City to draft referendum for nonpartisan elections to codify years-long practice


Daily file photo by Evan Robinson-Johnson

City Council members engage in discussion. At a Monday Rules Committee meeting, aldermen discovered the city never formally switched to nonpartisan elections.

Samantha Handler, City Editor

Evanston’s Rules Committee voted to have city staff draft a referendum that would formally allow the city to keep its current practice of holding nonpartisan elections.

In a memo to the committee, the city’s law department said after the City Clerk’s office, Evanston Public Library and the department searched public and media records, they could not find a referendum that implemented nonpartisan elections in Evanston. The department added that a referendum is necessary to switch to nonpartisan elections despite the fact that they are already current practice in Evanston.

The Illinois Election Code says that municipalities like Evanston generally hold partisan elections and sets partisan elections as “default mechanism” for electing public officials in Evanston, according to city documents. However, the Illinois Constitution of 1970 allows for municipalities to change the way they elect officers by referendum, which is also confirmed in a 1980 Illinois Supreme Court decision.

City Council must pass a resolution by Dec. 30 to put a referendum on the ballot for the March 17 election.

“This is to keep to the same as we’ve been doing,” Ald. Donald Wilson (4th) said at the meeting. “I would like to move forward with this and cross the T’s and dot the I’s and have it correctly on the books.”

The law department said it discovered during the last election after a complaint about filing deadlines, which differ for partisan and nonpartisan elections, that Evanston never passed a referendum or resolution.

City Clerk Devon Reid said he has not seen any record that showed Evanston running a partisan election, going back to the 1950s.

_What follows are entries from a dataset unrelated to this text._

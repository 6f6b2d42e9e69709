//! Feature ranking: univariate F statistics and forest importances
//!
//! Both rankings are diagnostic. They are computed on the training rows
//! only and never feed the model feature set.

use anyhow::Result;
use faer::Mat;
use polars::prelude::*;
use serde::Serialize;

use super::encode::LabelEncoder;
use super::features::{take_rows, take_values, target_vector, FeatureMatrix};
use super::models::{ForestParams, RandomForestRegressor, Regressor};
use super::schema::{column_names, is_categorical, MovieSchema};
use super::split::SplitIndices;

/// One ranked feature
#[derive(Debug, Clone, PartialEq, Serialize)]
pub struct FeatureScore {
    pub name: String,
    pub score: f64,
}

/// Univariate regression F statistic for each column of `x`.
///
/// `F = r² / (1 - r²) · (n - 2)` where `r` is the Pearson correlation of the
/// column with `y`. Constant columns score 0.
pub fn f_regression(x: &Mat<f64>, y: &[f64]) -> Vec<f64> {
    let n = x.nrows();
    if n < 3 || y.len() != n {
        return vec![0.0; x.ncols()];
    }
    let nf = n as f64;
    let y_mean = y.iter().sum::<f64>() / nf;
    let y_ss: f64 = y.iter().map(|v| (v - y_mean).powi(2)).sum();

    (0..x.ncols())
        .map(|j| {
            let x_mean = (0..n).map(|i| x[(i, j)]).sum::<f64>() / nf;
            let mut sxy = 0.0;
            let mut sxx = 0.0;
            for i in 0..n {
                let dx = x[(i, j)] - x_mean;
                sxy += dx * (y[i] - y_mean);
                sxx += dx * dx;
            }
            if sxx <= 0.0 || y_ss <= 0.0 {
                return 0.0;
            }
            let r2 = (sxy * sxy / (sxx * y_ss)).min(1.0);
            if r2 >= 1.0 {
                f64::INFINITY
            } else {
                r2 / (1.0 - r2) * (nf - 2.0)
            }
        })
        .collect()
}

/// Top `k` by score, descending, ties broken by name
fn top_k(scores: &[f64], names: &[String], k: usize) -> Vec<FeatureScore> {
    let mut ranked: Vec<FeatureScore> = names
        .iter()
        .zip(scores)
        .map(|(name, &score)| FeatureScore {
            name: name.clone(),
            score,
        })
        .collect();
    ranked.sort_by(|a, b| {
        b.score
            .partial_cmp(&a.score)
            .unwrap_or(std::cmp::Ordering::Equal)
            .then_with(|| a.name.cmp(&b.name))
    });
    ranked.truncate(k);
    ranked
}

/// The `k` highest F statistics
pub fn select_k_best(scores: &[f64], names: &[String], k: usize) -> Vec<FeatureScore> {
    top_k(scores, names, k)
}

/// The `k` largest importances
pub fn top_importances(importances: &[f64], names: &[String], k: usize) -> Vec<FeatureScore> {
    top_k(importances, names, k)
}

/// Both rankings over the candidate selection columns
#[derive(Debug, Clone, Default, Serialize)]
pub struct SelectionReport {
    pub candidates: Vec<String>,
    /// Categorical candidates that were label-encoded
    pub label_encoded: Vec<String>,
    pub univariate: Vec<FeatureScore>,
    pub importance: Vec<FeatureScore>,
}

/// Candidate columns as a numeric table, label-encoding the categorical ones
fn selection_frame(df: &DataFrame, candidates: &[String]) -> Result<(DataFrame, Vec<String>)> {
    let mut columns = Vec::with_capacity(candidates.len());
    let mut encoded = Vec::new();
    for name in candidates {
        let column = df.column(name)?;
        if is_categorical(column.dtype()) {
            let encoder = LabelEncoder::fit(df, name)?;
            let codes: Vec<f64> = encoder.transform(df)?.into_iter().map(f64::from).collect();
            columns.push(Column::new(name.as_str().into(), codes));
            encoded.push(name.clone());
        } else {
            columns.push(column.cast(&DataType::Float64)?);
        }
    }
    Ok((DataFrame::new(columns)?, encoded))
}

/// Rank the schema's selection columns against the target on the training
/// rows. The target itself is never a candidate.
pub fn rank_features(
    df: &DataFrame,
    schema: &MovieSchema,
    split: &SplitIndices,
    k: usize,
    seed: u64,
) -> Result<SelectionReport> {
    let available = column_names(df);
    let candidates: Vec<String> = schema
        .selection_features
        .iter()
        .filter(|c| **c != schema.target && available.contains(c))
        .cloned()
        .collect();
    if candidates.is_empty() {
        return Ok(SelectionReport::default());
    }

    let (frame, label_encoded) = selection_frame(df, &candidates)?;
    let matrix = FeatureMatrix::from_frame(&frame, &[])?;
    let y = target_vector(df, &schema.target)?;

    let x_train = take_rows(&matrix.data, &split.train);
    let y_train = take_values(&y, &split.train);

    let f_scores = f_regression(&x_train, &y_train);

    let mut forest = RandomForestRegressor::new(ForestParams {
        seed,
        ..Default::default()
    });
    forest.fit(&x_train, &y_train)?;
    let importances = forest
        .feature_importances()
        .unwrap_or_else(|| vec![0.0; matrix.ncols()]);

    Ok(SelectionReport {
        univariate: select_k_best(&f_scores, &matrix.names, k),
        importance: top_importances(&importances, &matrix.names, k),
        candidates,
        label_encoded,
    })
}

The League of Women Voters found records showing Evanston held nonpartisan elections in 1949, 1965 and 1970, and the Illinois State Board of Elections says the city ran an election as Independent — not considered nonpartisan — in 2001 but has run nonpartisan elections consistently since 2005.

“We’ve just done it wrong,” Reid said. “Somewhere down the line, folks dropped the partisan labels and instead of classifying themselves as independent, they ran as nonpartisan and it became a norm here and we never passed a referendum.”

Some of the aldermen questioned how they could have run in nonpartisan elections, which included filing with the state’s Board of Elections, if the elections were actually partisan.

Ald. Ann Rainey (8th), who has served on City Council consistently since 1997 and was first elected in the 1980s, said Evanston has never had a partisan election as long as she has been running.

“I believe I have every petition I have ever submitted,” Rainey said, “and every single one I have ever run in has been nonpartisan.”

Reid said if the referendum failed, candidates would run in a partisan election and could declare as Independents or as part of an “Evanston Caucus party” similar to the Village of Skokie’s election system, which has the Skokie Caucus Party.

He added that the only changes would be filing deadlines and that candidates would choose a party rather than running nonpartisan. He said his office would put out information if Evanston were to run a partisan election.

“Just because we’ve done it wrong for a while doesn’t mean we shouldn’t start doing it right,” Reid said.